Waterloo Region Record
Friday September 6, 2024
By Gordon Paul


File photo - Irshad Sabriye was fatally shot in 2019.

A family escaped violence in Somalia but then lost their son in a shooting in Kitchener.

“We fled Somalia’s war and conflict and found peace and solace in Canada, but the killing of our son has rekindled our past trauma,” Irshad Sabriye’s family wrote in a victim impact statement.

“We wish this is just a bad dream.”

Sabriye, 20, was shot six times on Nov. 26, 2019. The Kitchener man’s body was dumped on the side of Highway 7/8.

Abdulla Haredo, now 28, was convicted of manslaughter and kidnapping.

The Kitchener man was sentenced on Wednesday to eight years in prison. He spent four years in pretrial custody, but it was counted as six years due to harsh jail conditions, leaving him with just two more years to serve.

Sabriye and his family came to Canada in 2006. He graduated from Eastwood Collegiate Institute in Kitchener. He had four siblings.

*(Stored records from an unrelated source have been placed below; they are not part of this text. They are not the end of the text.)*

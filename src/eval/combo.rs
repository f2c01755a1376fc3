//! Combination engine: chains of frames that form compound threats
//!
//! For one color the search runs in three steps:
//!
//! 1. **Classify** every frame against current occupancy. Blocked and won
//!    frames are dropped.
//! 2. **Seed** one single-frame combo per open frame. Its cost is the number
//!    of empty cells left and its value grows with the stones already in it.
//! 3. **Extend** combos breadth first. A combo absorbs an overlapping open
//!    frame when the two share an empty cell (one move advances both). The
//!    result is kept only if its value per cost strictly improves on the
//!    combo it grew from, and growth stops at `max_combo_frames` members.
//!
//! The combos live in a per-turn arena ([`ComboSet`]) indexed by id; every
//! reference between combos, frames and cells is an integer index.

use std::cmp::Ordering;

use rustc_hash::FxHashSet;

use crate::board::{Bitboard, Board, Pos, Stone, TOTAL_CELLS};
use crate::config::EngineConfig;
use crate::frames::{FrameId, FrameStates, FrameStatus, Geometry, FRAME_COUNT};

use super::patterns::{frame_value, FrameScore};

/// Index of a combo inside its [`ComboSet`]
pub type ComboId = usize;

/// What playing a cell does for a combo
#[derive(Debug, Clone, Copy, PartialEq, Eq, PartialOrd, Ord)]
pub enum Threat {
    None,
    /// Two members end up within two moves of completion
    Pressing,
    /// Two members end up one move from completion on different cells
    Forced,
    /// A member is completed
    Win,
}

impl Threat {
    /// Moves until the color has an unstoppable line, if this is a threat
    #[inline]
    pub fn level(self) -> Option<u8> {
        match self {
            Threat::Win => Some(1),
            Threat::Forced => Some(2),
            Threat::Pressing => Some(3),
            Threat::None => None,
        }
    }

    #[inline]
    pub fn bonus(self) -> i32 {
        match self {
            Threat::Forced => FrameScore::FORCED,
            Threat::Pressing => FrameScore::PRESSING,
            Threat::Win | Threat::None => 0,
        }
    }
}

/// An open frame as seen by the combo search
#[derive(Debug, Clone, Copy, PartialEq, Eq)]
pub struct OpenFrame {
    pub id: FrameId,
    /// Empty cells still to fill
    pub empties: Bitboard,
    pub cost: u8,
    pub stones: u8,
}

impl OpenFrame {
    /// Moves left on this frame after playing `pos`, and the last cell when
    /// exactly one remains
    fn after(&self, pos: Pos) -> (u8, Option<Pos>) {
        let mut rest = self.empties;
        rest.clear(pos);
        let left = rest.count() as u8;
        let last = if left == 1 { rest.iter_ones().next() } else { None };
        (left, last)
    }
}

/// A set of frames of one color that together form a threat
#[derive(Debug, Clone, PartialEq, Eq)]
pub struct Combo {
    /// Member frames in id order
    pub members: Vec<FrameId>,
    /// Union of the members' empty cells
    pub empties: Bitboard,
    /// Moves needed to fill every member
    pub cost: u8,
    pub value: i32,
    /// Combo this one was extended from
    pub parent: Option<ComboId>,
}

impl Combo {
    /// Compare by value per cost, higher first
    fn cmp_ratio(&self, other: &Combo) -> Ordering {
        let lhs = self.value as i64 * other.cost.max(1) as i64;
        let rhs = other.value as i64 * self.cost.max(1) as i64;
        rhs.cmp(&lhs)
    }
}

/// All combos of one color for the current position
#[derive(Debug, Clone)]
pub struct ComboSet {
    color: Stone,
    combos: Vec<Combo>,
    /// Open frames by frame id
    open: Vec<Option<OpenFrame>>,
    /// Combos with an empty cell at each board cell
    by_cell: Vec<Vec<ComboId>>,
}

impl ComboSet {
    /// Run the threat search for `color`.
    pub fn build(
        geometry: &Geometry,
        board: &Board,
        states: &FrameStates,
        color: Stone,
        config: &EngineConfig,
    ) -> Self {
        let open = classify(geometry, board, states, color);
        let mut set = Self {
            color,
            combos: Vec::new(),
            open,
            by_cell: vec![Vec::new(); TOTAL_CELLS],
        };

        let frontier = set.seed(config);
        set.extend(geometry, frontier, config);
        set.index_cells();

        log::trace!(
            "{:?}: {} open frames, {} combos",
            color,
            set.open.iter().flatten().count(),
            set.combos.len()
        );
        set
    }

    /// One combo per open frame; returns the seeds worth extending
    fn seed(&mut self, config: &EngineConfig) -> Vec<ComboId> {
        let mut frontier = Vec::new();
        for frame in self.open.iter().flatten() {
            let id = self.combos.len();
            self.combos.push(Combo {
                members: vec![frame.id],
                empties: frame.empties,
                cost: frame.cost,
                value: frame_value(frame.stones),
                parent: None,
            });
            if is_combinable(frame, config) {
                frontier.push(id);
            }
        }
        frontier
    }

    /// Breadth-first growth of the frontier, one member per round
    fn extend(&mut self, geometry: &Geometry, mut frontier: Vec<ComboId>, config: &EngineConfig) {
        let mut seen: FxHashSet<Vec<FrameId>> = FxHashSet::default();

        for _ in 1..config.max_combo_frames {
            let mut next = Vec::new();
            for &base_id in &frontier {
                let base = self.combos[base_id].clone();
                let candidates = self.candidates(geometry, &base, config);
                for frame in candidates {
                    let mut members = base.members.clone();
                    let at = members.partition_point(|&m| m < frame.id);
                    members.insert(at, frame.id);
                    if !seen.insert(members.clone()) {
                        continue;
                    }

                    let empties = base.empties.union(&frame.empties);
                    let mut combo = Combo {
                        members,
                        empties,
                        cost: empties.count() as u8,
                        value: 0,
                        parent: Some(base_id),
                    };
                    combo.value = self.combo_value(&combo);

                    if combo.cmp_ratio(&base) == Ordering::Less {
                        next.push(self.combos.len());
                        self.combos.push(combo);
                    }
                }
            }
            if next.is_empty() {
                break;
            }
            frontier = next;
        }
    }

    /// Open frames that overlap a member of `base` on one of its empty cells
    fn candidates(
        &self,
        geometry: &Geometry,
        base: &Combo,
        config: &EngineConfig,
    ) -> Vec<OpenFrame> {
        let mut found: Vec<OpenFrame> = Vec::new();
        for &member in &base.members {
            for &partner in geometry.overlap.partners(member) {
                if base.members.binary_search(&partner).is_ok()
                    || found.iter().any(|f| f.id == partner)
                {
                    continue;
                }
                let Some(frame) = self.open[partner.index()] else {
                    continue;
                };
                if is_combinable(&frame, config) && frame.empties.intersects(&base.empties) {
                    found.push(frame);
                }
            }
        }
        found.sort_by_key(|f| f.id);
        found
    }

    /// Sum of member values plus the bonus of the best threat the combo can make
    fn combo_value(&self, combo: &Combo) -> i32 {
        let base: i32 = combo
            .members
            .iter()
            .map(|&m| self.open_frame(m).map_or(0, |f| frame_value(f.stones)))
            .sum();
        let best = combo
            .empties
            .iter_ones()
            .map(|pos| self.threat_of(combo, pos))
            .max()
            .unwrap_or(Threat::None);
        base.saturating_add(best.bonus())
    }

    fn index_cells(&mut self) {
        for (id, combo) in self.combos.iter().enumerate() {
            for pos in combo.empties.iter_ones() {
                self.by_cell[pos.to_index()].push(id);
            }
        }
    }

    /// What playing `pos` does for the combo `id`
    pub fn threat_at(&self, id: ComboId, pos: Pos) -> Threat {
        self.threat_of(&self.combos[id], pos)
    }

    fn threat_of(&self, combo: &Combo, pos: Pos) -> Threat {
        let mut last_cells = Bitboard::new();
        let mut near = 0;
        for &m in &combo.members {
            let Some(frame) = self.open_frame(m) else {
                continue;
            };
            match frame.after(pos) {
                (0, _) => return Threat::Win,
                (1, last) => {
                    if let Some(cell) = last {
                        last_cells.set(cell);
                    }
                    near += 1;
                }
                (2, _) => near += 1,
                _ => {}
            }
        }

        if last_cells.count() >= 2 {
            Threat::Forced
        } else if near >= 2 {
            Threat::Pressing
        } else {
            Threat::None
        }
    }

    #[inline]
    pub fn color(&self) -> Stone {
        self.color
    }

    #[inline]
    pub fn len(&self) -> usize {
        self.combos.len()
    }

    #[inline]
    pub fn is_empty(&self) -> bool {
        self.combos.is_empty()
    }

    #[inline]
    pub fn combo(&self, id: ComboId) -> &Combo {
        &self.combos[id]
    }

    pub fn combos(&self) -> &[Combo] {
        &self.combos
    }

    /// Open-frame view of a frame, `None` if blocked or won
    #[inline]
    pub fn open_frame(&self, id: FrameId) -> Option<&OpenFrame> {
        self.open[id.index()].as_ref()
    }

    /// Combos that playing `pos` would advance
    #[inline]
    pub fn combos_at(&self, pos: Pos) -> &[ComboId] {
        &self.by_cell[pos.to_index()]
    }

    /// Combo ids, strongest first.
    ///
    /// Value per cost descending, then fewer members, then the members that
    /// come first in frame order.
    pub fn ranked(&self) -> Vec<ComboId> {
        let mut ids: Vec<ComboId> = (0..self.combos.len()).collect();
        ids.sort_by(|&a, &b| {
            let (ca, cb) = (&self.combos[a], &self.combos[b]);
            ca.cmp_ratio(cb)
                .then_with(|| ca.members.len().cmp(&cb.members.len()))
                .then_with(|| ca.members.cmp(&cb.members))
        });
        ids
    }
}

/// Open frames for `color`, indexed by frame id
fn classify(
    geometry: &Geometry,
    board: &Board,
    states: &FrameStates,
    color: Stone,
) -> Vec<Option<OpenFrame>> {
    let mut open = vec![None; FRAME_COUNT];
    for frame in geometry.frames.all_frames() {
        if let FrameStatus::Open { cost, stones } = states.status(frame.id, color) {
            let empties: Bitboard = frame
                .cells
                .iter()
                .copied()
                .filter(|&c| board.is_empty(c))
                .collect();
            debug_assert_eq!(empties.count(), cost as u32, "frame {} out of sync", frame.id);
            open[frame.id.index()] = Some(OpenFrame {
                id: frame.id,
                empties,
                cost,
                stones,
            });
        }
    }
    open
}

/// Frames close enough to completion to take part in a multi-frame combo
#[inline]
fn is_combinable(frame: &OpenFrame, config: &EngineConfig) -> bool {
    frame.stones > 0 && frame.cost <= config.max_combine_cost
}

His mother and a sister “could not bear seeing the empty bed where Irshad used to sleep,” the family wrote in a statement read aloud in Kitchener court by Crown prosecutor Brendan Gould.

“Therefore, they decided to leave Canada and have yet to come back, in the hope that they recover from the abrupt and deep pain of losing Irshad.”

Police found Sabriye’s body beside the Highway 7/8 Courtland Avenue on-ramp. A 911 caller said a car pulled over on the ramp, the driver exited and went to the back passenger side door. The caller then heard shots ring out.

Two hours later, police found Sabriye’s Nissan Sentra three kilometres away in a parking lot on Connaught Street in Kitchener. The bullet-riddled car was engulfed in flames.

Nine months passed before anyone was charged. No one was charged with murder.

The Crown’s theory is Sabriye, who was facing criminal charges, tried to rob Haredo of his gun so he could commit robberies to pay for a defence lawyer. Sabriye got only the clip.

Haredo asked another man for help in getting the clip back. The two men met Sabriye in the parking lot of Fairview Park mall in Kitchener.

“A series of frantic events begin to unfold after 2 a.m.,” Gould told the jury.

Haredo and the other man entered Sabriye’s Sentra. Haredo struck him three times in the head, likely with a gun, Gould said. With Sabriye incapacitated in the car and Haredo beside him, the other man drove the Sentra to Highway 7/8.

The Crown’s theory is Sabriye awoke and Haredo was unable to restrain him. That’s when the other man shot Sabriye, Gould said.

“The motive for all this is clear,” he said. “Irshad tried to steal Abdulla’s gun earlier that day. This was payback for what he had done.”

The man who allegedly fired the shots was never charged.

Haredo was convicted of manslaughter — a homicide with no intent to kill — suggesting Sabriye’s death was a foreseeable consequence of a kidnapping.

Police charged Haredo after searching residences on Vanier Drive — close to where Sabriye’s body was dumped — and Albert Street in Waterloo.

They seized two loaded handguns with ammunition, 14 grams of cocaine, 21 grams of fentanyl, prescription pills, digital scales, a drug press and $18,000. Police charged two men with drug trafficking.

Haredo had a tough upbringing, said defence lawyer Craig Zeeh. He spent most of his early life in a refugee camp in Yemen before coming to Canada as a teenager. He is not a Canadian citizen.

Justice Gerry Taylor asked Haredo if he wanted to say anything before being sentenced. He declined.

“The pain that the killing caused us is indescribable,” Sabriye’s family wrote. “We continue to grieve as a family. This has turned our lives upside down.

“Whenever someone leaves home, we have this feeling of fear and uneasiness that the individual may not come back.”